- WORK TO BE COMPLETED
Search the records for "cloned". Copy every line where it appears.

- EXERCISE INPUT
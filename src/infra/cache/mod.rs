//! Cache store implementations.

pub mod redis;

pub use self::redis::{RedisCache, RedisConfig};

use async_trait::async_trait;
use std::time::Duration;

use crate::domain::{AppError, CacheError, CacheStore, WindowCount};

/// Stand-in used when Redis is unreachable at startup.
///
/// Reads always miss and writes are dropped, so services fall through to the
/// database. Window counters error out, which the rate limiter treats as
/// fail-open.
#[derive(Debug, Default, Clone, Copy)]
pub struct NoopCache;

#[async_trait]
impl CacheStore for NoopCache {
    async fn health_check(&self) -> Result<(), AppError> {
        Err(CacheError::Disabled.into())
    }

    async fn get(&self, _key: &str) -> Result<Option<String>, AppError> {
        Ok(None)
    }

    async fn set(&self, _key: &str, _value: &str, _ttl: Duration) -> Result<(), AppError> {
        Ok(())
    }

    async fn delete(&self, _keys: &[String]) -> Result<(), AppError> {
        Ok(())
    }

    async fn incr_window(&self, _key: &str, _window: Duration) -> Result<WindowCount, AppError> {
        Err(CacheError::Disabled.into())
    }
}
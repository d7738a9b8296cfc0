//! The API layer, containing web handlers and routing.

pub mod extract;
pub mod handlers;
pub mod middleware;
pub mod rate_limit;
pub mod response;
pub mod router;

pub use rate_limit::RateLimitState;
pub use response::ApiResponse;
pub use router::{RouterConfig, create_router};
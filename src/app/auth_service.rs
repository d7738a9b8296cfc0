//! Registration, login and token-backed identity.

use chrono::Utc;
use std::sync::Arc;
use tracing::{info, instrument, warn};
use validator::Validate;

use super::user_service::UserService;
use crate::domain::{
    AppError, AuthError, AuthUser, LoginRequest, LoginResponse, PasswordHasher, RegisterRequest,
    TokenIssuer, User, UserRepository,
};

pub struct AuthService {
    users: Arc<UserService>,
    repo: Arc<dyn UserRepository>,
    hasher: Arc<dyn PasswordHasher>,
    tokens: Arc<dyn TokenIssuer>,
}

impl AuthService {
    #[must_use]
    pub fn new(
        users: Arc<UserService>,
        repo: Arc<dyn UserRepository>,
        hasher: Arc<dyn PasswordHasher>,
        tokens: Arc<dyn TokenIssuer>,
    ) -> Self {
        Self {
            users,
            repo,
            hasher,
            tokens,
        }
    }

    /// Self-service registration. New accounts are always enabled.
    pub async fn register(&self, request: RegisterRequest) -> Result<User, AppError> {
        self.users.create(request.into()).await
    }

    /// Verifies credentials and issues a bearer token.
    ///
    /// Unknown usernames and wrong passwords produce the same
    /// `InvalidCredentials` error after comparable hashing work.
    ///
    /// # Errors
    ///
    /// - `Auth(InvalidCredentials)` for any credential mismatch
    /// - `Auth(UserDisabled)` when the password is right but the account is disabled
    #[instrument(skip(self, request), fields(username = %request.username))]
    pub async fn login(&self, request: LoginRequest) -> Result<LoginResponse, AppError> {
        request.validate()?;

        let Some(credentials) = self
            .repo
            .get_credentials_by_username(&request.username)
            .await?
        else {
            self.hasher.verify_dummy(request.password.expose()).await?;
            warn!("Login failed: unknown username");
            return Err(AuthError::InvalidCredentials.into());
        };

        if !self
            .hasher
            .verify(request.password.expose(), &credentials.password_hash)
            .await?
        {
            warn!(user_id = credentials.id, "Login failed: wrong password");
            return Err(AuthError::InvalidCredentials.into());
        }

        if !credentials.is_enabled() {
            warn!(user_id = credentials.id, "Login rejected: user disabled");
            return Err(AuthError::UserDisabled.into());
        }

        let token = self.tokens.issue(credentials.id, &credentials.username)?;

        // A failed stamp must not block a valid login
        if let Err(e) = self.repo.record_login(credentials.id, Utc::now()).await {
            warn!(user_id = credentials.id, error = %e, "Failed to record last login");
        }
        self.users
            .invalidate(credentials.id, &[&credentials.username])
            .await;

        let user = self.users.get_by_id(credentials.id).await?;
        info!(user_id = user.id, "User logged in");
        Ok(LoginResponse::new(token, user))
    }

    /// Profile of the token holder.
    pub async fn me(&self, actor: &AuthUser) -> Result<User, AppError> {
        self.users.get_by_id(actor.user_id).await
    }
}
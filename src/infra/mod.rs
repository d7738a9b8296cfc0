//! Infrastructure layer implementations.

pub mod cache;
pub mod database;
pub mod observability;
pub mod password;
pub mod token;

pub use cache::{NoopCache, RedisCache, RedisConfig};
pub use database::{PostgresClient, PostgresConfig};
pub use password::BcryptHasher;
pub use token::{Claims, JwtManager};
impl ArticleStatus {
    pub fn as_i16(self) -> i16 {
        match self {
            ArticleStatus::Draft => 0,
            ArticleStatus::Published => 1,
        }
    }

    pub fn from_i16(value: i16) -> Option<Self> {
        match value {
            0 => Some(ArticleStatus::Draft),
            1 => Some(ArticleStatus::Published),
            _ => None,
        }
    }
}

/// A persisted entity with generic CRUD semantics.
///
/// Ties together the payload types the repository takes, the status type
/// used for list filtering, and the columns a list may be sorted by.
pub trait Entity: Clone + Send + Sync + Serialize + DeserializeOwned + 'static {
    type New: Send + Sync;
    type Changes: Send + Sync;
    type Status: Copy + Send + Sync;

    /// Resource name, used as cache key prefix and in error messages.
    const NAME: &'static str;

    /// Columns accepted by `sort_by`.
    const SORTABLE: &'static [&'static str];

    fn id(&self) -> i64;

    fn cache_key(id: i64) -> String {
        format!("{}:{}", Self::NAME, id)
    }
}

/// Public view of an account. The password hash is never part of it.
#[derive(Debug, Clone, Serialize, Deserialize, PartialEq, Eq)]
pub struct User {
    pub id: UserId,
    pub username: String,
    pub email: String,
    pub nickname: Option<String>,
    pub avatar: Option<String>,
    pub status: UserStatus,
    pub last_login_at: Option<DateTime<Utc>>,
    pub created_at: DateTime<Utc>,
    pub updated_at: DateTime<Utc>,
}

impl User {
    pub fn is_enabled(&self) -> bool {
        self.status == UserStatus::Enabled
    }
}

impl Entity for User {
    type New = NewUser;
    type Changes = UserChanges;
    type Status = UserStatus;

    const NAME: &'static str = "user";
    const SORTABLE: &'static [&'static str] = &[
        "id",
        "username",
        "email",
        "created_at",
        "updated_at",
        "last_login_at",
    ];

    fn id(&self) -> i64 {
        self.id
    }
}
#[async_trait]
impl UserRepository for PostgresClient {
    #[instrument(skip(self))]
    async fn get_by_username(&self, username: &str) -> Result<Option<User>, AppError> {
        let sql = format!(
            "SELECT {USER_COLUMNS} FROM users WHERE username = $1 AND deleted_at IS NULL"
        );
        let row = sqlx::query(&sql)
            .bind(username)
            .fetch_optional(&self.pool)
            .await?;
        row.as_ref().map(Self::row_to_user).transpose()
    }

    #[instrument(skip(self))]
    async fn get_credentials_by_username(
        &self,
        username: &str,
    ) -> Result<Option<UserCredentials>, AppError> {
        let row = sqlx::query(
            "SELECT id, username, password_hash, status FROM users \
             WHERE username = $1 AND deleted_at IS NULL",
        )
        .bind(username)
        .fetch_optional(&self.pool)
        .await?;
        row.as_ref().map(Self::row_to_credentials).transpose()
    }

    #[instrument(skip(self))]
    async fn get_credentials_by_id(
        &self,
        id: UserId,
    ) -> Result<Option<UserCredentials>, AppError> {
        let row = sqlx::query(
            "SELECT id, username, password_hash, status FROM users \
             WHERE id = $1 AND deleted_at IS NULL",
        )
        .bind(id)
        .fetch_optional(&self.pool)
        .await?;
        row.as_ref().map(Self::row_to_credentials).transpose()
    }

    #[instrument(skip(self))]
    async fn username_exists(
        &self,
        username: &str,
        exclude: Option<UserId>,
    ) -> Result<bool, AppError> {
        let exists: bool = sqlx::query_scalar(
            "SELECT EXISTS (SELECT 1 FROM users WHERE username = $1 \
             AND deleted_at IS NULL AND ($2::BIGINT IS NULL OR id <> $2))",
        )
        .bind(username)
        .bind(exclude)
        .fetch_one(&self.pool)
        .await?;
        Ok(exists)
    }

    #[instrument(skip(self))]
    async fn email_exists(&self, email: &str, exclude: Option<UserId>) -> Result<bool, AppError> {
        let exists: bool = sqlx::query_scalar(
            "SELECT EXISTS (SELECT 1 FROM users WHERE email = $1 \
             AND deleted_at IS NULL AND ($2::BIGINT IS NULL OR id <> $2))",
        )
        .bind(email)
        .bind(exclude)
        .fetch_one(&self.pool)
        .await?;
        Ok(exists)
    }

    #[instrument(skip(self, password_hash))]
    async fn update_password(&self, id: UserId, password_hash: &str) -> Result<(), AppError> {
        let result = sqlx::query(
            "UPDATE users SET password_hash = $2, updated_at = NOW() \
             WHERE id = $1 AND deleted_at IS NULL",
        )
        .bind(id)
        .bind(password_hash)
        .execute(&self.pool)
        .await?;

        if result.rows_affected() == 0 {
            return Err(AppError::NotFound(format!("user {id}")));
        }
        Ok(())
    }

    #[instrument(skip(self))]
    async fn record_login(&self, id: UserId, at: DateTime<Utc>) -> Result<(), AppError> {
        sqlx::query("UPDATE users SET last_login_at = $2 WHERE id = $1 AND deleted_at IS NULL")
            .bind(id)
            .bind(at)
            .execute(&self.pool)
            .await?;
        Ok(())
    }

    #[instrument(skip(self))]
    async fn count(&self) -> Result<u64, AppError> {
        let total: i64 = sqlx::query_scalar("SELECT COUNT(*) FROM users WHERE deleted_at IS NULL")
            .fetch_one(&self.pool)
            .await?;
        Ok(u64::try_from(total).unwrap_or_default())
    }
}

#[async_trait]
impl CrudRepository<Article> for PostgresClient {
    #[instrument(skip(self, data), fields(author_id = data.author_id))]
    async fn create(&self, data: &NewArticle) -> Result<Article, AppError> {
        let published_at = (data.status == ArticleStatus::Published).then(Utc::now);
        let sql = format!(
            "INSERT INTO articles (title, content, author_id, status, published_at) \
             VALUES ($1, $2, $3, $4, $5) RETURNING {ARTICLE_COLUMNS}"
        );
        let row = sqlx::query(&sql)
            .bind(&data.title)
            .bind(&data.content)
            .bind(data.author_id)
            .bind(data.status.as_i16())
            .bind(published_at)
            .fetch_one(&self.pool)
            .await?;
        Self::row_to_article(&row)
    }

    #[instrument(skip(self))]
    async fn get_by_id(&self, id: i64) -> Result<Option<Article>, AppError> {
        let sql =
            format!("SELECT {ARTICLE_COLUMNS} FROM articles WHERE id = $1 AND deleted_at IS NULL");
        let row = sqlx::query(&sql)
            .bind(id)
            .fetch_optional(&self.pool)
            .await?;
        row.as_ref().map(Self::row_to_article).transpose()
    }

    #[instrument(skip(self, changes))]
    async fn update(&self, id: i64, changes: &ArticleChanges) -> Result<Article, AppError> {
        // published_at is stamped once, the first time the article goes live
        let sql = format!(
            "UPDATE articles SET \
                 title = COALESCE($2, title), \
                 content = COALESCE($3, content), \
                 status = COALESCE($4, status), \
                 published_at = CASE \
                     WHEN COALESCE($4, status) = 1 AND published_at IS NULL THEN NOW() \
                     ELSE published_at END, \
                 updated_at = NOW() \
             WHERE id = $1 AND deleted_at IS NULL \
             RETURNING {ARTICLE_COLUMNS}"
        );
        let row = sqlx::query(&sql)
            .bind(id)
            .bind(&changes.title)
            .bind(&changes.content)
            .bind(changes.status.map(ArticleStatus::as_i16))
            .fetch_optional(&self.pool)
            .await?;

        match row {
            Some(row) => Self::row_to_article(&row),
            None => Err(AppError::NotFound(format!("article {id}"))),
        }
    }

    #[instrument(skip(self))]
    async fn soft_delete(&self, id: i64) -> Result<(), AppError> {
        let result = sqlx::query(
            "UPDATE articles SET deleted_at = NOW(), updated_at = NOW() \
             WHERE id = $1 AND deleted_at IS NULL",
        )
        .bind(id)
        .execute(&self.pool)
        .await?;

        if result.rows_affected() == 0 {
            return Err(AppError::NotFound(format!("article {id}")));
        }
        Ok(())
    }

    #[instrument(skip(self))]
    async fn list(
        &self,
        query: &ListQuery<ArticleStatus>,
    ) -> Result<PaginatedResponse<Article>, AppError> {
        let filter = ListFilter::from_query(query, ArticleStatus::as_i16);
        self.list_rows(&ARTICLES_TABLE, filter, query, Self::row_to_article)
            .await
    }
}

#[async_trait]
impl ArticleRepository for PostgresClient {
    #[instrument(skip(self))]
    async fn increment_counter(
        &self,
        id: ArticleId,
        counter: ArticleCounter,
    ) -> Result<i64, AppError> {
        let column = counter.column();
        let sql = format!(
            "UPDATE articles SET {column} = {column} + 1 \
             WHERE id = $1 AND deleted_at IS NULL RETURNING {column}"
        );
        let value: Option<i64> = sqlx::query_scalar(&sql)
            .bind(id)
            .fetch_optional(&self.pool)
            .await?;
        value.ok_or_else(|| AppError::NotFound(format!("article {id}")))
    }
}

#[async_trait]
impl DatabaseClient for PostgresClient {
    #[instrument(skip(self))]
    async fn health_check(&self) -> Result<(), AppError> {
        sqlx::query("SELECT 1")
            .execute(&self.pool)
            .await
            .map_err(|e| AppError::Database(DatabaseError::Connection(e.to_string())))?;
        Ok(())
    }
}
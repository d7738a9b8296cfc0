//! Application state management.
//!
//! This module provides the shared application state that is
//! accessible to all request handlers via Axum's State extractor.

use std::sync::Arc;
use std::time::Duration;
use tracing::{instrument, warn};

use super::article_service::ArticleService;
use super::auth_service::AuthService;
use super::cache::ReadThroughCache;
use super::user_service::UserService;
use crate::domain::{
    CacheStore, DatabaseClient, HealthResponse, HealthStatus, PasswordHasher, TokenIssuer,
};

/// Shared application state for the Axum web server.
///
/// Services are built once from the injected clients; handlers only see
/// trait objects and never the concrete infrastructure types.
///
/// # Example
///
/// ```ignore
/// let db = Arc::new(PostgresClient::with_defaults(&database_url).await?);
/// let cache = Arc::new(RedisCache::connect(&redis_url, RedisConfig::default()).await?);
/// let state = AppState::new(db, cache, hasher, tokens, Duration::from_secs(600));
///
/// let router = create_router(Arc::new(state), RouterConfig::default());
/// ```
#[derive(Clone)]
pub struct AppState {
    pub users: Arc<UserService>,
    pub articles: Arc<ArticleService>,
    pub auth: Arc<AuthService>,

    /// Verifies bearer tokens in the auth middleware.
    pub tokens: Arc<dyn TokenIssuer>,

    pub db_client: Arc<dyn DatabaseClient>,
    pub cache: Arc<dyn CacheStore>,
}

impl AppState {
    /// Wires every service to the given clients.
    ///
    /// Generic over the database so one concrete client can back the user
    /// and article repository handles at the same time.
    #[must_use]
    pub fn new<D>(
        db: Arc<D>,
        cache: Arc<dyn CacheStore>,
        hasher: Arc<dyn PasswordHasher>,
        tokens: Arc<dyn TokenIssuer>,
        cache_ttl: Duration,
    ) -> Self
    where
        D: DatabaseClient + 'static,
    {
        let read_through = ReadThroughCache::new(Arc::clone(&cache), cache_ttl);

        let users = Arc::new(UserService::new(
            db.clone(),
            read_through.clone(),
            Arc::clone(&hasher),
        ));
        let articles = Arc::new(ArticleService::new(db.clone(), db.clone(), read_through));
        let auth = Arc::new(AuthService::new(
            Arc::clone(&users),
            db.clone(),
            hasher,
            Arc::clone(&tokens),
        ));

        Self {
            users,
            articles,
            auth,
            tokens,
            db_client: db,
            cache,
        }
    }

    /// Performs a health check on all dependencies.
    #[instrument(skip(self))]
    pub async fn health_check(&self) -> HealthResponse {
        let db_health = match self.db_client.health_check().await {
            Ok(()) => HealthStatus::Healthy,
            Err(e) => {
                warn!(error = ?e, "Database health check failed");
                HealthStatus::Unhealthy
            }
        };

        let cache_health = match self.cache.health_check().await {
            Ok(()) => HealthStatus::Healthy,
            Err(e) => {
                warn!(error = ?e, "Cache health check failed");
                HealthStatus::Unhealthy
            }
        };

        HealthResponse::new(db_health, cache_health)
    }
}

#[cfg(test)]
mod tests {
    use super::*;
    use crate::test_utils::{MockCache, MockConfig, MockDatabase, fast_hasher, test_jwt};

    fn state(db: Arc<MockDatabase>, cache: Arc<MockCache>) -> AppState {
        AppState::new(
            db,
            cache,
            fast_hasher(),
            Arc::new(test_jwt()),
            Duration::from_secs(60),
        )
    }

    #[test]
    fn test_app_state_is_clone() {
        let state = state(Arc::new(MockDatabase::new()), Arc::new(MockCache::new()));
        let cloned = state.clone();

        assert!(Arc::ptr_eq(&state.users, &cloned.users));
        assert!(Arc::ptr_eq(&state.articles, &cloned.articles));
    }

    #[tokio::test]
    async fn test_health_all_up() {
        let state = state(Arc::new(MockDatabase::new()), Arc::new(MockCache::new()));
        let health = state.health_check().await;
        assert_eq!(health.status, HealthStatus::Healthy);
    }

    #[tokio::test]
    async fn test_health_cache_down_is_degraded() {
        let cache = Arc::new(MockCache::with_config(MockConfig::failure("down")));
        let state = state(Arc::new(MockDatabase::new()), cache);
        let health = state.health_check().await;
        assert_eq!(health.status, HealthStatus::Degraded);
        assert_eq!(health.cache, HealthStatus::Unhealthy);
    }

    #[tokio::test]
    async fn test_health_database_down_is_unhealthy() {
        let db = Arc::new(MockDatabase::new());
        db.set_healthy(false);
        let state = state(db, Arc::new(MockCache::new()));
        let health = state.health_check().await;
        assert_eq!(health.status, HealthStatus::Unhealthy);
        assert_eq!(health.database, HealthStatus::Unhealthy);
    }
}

- EXPECTED ANSWER
        let cloned = state.clone();
        assert!(Arc::ptr_eq(&state.users, &cloned.users));
        assert!(Arc::ptr_eq(&state.articles, &cloned.articles));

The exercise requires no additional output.